Poi un passaggio di consapevolezza, dove si affacciano potentemente le idee di dono e di pienezza: «Conducevo – ricorda Giacomo Ridolfi – una normale vita da cristiano. Pensavo: a catechismo ci vado, a Messa pure, mi confesso, prego le Lodi… Al contempo avevo presente dei progetti: continuare l’università, trovarmi una ragazza, avere una macchina e alla fine… farmi gli miei, stare tranquillo. Ma quando questi pensieri si affacciavano non ero felice. E benché non ci fosse in essi nulla di male sentivo che mancava qualcosa. Capivo che della mia vita non stavo facendo un dono, ma volevo farla mia, e di ciò si rendeva conto la mia tristezza. Io cercavo tutte queste cose, ma in effetti volevo nascondermi, scavare una buca, mettere il mio talento sottoterra ». Anche l’innamoramento per una ragazza, a 18 anni, non fa che rendere Giacomo maggiormente consapevole «che il Signore mi stava chiedendo un’altra cosa». La strada è tracciata, il desiderio si fa via via più chiaro e riceve conferme anche negli anni successivi, fino a quando un sacerdote gli dice netto: «La tua è una grande vocazione al sacerdozio».
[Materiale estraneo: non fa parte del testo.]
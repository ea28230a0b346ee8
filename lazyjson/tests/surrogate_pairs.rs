// SPDX-License-Identifier: Apache-2.0

//! UTF-16 surrogate pairs must decode identically in every context, including when a
//! pair straddles stream chunk boundaries.

use lazyjson::{
    parse_array, parse_object, BufferContext, ChunkReader, ConstBufferContext, Context,
    ErrorReason, ParseError, StreamContext,
};
use test_log::test;

/// Collects field names and string values from a flat object or array.
fn strings<C: Context + ?Sized>(ctx: &C, input: &str) -> Result<Vec<String>, ParseError> {
    let mut out = Vec::new();
    if input.starts_with('{') {
        parse_object(ctx, |name, value| {
            out.push(name.to_string());
            out.push(value.to()?);
            Ok(())
        })?;
    } else {
        parse_array(ctx, |value| {
            out.push(value.to()?);
            Ok(())
        })?;
    }
    Ok(out)
}

/// Runs `input` through every context and checks they all produce `expected`.
fn test_fixture(input: &str, expected: &[&str]) {
    let bytes = input.as_bytes();
    let const_buffer = strings(&ConstBufferContext::new(bytes), input).unwrap();
    assert_eq!(const_buffer, expected, "ConstBufferContext");

    let mut buffer = bytes.to_vec();
    let in_place = strings(&BufferContext::new(&mut buffer), input).unwrap();
    assert_eq!(in_place, expected, "BufferContext");

    for chunk_size in [1, 3, 5, 8, bytes.len()] {
        let ctx = StreamContext::new(ChunkReader::new(bytes, chunk_size));
        let streamed = strings(&ctx, input)
            .unwrap_or_else(|e| panic!("chunk size {chunk_size}: {e}"));
        assert_eq!(streamed, expected, "StreamContext, chunk size {chunk_size}");
    }
}

/// Checks that every context rejects `input` with `reason`.
fn test_error_fixture(input: &str, reason: ErrorReason) {
    let bytes = input.as_bytes();
    let err = strings(&ConstBufferContext::new(bytes), input).unwrap_err();
    assert_eq!(err.reason(), &reason, "ConstBufferContext");

    let mut buffer = bytes.to_vec();
    let err = strings(&BufferContext::new(&mut buffer), input).unwrap_err();
    assert_eq!(err.reason(), &reason, "BufferContext");

    let err = strings(&StreamContext::new(ChunkReader::new(bytes, 2)), input).unwrap_err();
    assert_eq!(err.reason(), &reason, "StreamContext");
}

macro_rules! surrogate_tests {
    ($($name:ident: $input:expr => [$($expected:expr),*];)*) => {
        $(
            paste::paste! {
                #[test]
                fn [<test_ $name>]() {
                    test_fixture($input, &[$($expected),*]);
                }
            }
        )*
    };
}

surrogate_tests! {
    basic_surrogate_pair: r#"["\uD801\uDC37"]"# => ["\u{10437}"];
    musical_clef: r#"["\uD834\uDD1E"]"# => ["\u{1D11E}"];
    multiple_pairs: r#"["\uD801\uDC37\uD834\uDD1E"]"# => ["\u{10437}\u{1D11E}"];
    lowercase_hex: r#"["\ud83d\ude00"]"# => ["\u{1F600}"];
    highest_code_point: r#"["\uDBFF\uDFFF"]"# => ["\u{10FFFF}"];
    pair_in_object_key: r#"{"\uD801\uDC37": "value"}"# => ["\u{10437}", "value"];
    mixed_content: r#"{"text": "Hello \uD801\uDC37 World"}"# => ["text", "Hello \u{10437} World"];
    pairs_in_many_elements: r#"["\uD801\uDC37", "plain", "\uD834\uDD1E!"]"# => ["\u{10437}", "plain", "\u{1D11E}!"];
}

#[test]
fn test_lone_high_surrogate() {
    test_error_fixture(r#"["\uD801"]"#, ErrorReason::ExpectedUtf16LowSurrogate);
    test_error_fixture(r#"["\uD801x"]"#, ErrorReason::ExpectedUtf16LowSurrogate);
    test_error_fixture(r#"["\uD801\t"]"#, ErrorReason::ExpectedUtf16LowSurrogate);
}

#[test]
fn test_lone_low_surrogate() {
    test_error_fixture(r#"["\uDC37"]"#, ErrorReason::InvalidUtf16Character);
}

#[test]
fn test_two_high_surrogates() {
    test_error_fixture(r#"["\uD801\uD801"]"#, ErrorReason::InvalidUtf16Character);
}

#[test]
fn test_truncated_pair() {
    test_error_fixture(r#"["\uD801\uDC"#, ErrorReason::UnterminatedValue);
    test_error_fixture(r#"["\uD801\u"]"#, ErrorReason::InvalidEscapeSequence);
}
Da lì il percorso continua con l’ingresso in Seminario e la formazione, fino ad oggi, fino all’ordinazione di sabato 22 in San Marco. Passando per un altro momento chiave, sia dal punto di vista umano che religioso: la perdita della mamma. Un momento in cui libertà, dono e pienezza di vita si intersecano di nuovo. «La mamma – ricorda don Giacomo – è mancata nel 2023, per un tumore. Quello che mi premeva era che prima di lasciare questa vita potesse incontrare il Signore… Volevo che potesse credere e fin dai 15-16 anni ho iniziato a pregare per lei, un’Ave Maria tutte le sere, chiedendo al Signore che la potesse convertire. Quello che mi commuove e mi aiuta anche oggi è che lei, nell’ultimo giorno della sua vita, guardava il crocifisso. Qualcuno diceva: è un riflesso involontario. Non credo. Esplicitamente non aveva mai detto di aver rivisto la sua posizione, ma un giorno, in ospedale, dopo che per il Covid non aveva potuto ricevere nessuno per molto tempo, mi dice: “Comunque c’è sempre qualcuno che mi guarda”. E io le dico: ma chi è? Non vedo nessuno; e di certo non pensavo a Gesù. E lei: “C’è Gesù che mi guarda”. Quelle parole mi hanno commosso, così come il suo sguardo al Crocifisso. Io non so se si sia convertita, ma tutto ciò mi fa credere che lei all’ultimo abbia incontrato il Signore».
(estratto dall’articolo di Giorgio Malavasi su Gente Veneta n. 25/ 2024)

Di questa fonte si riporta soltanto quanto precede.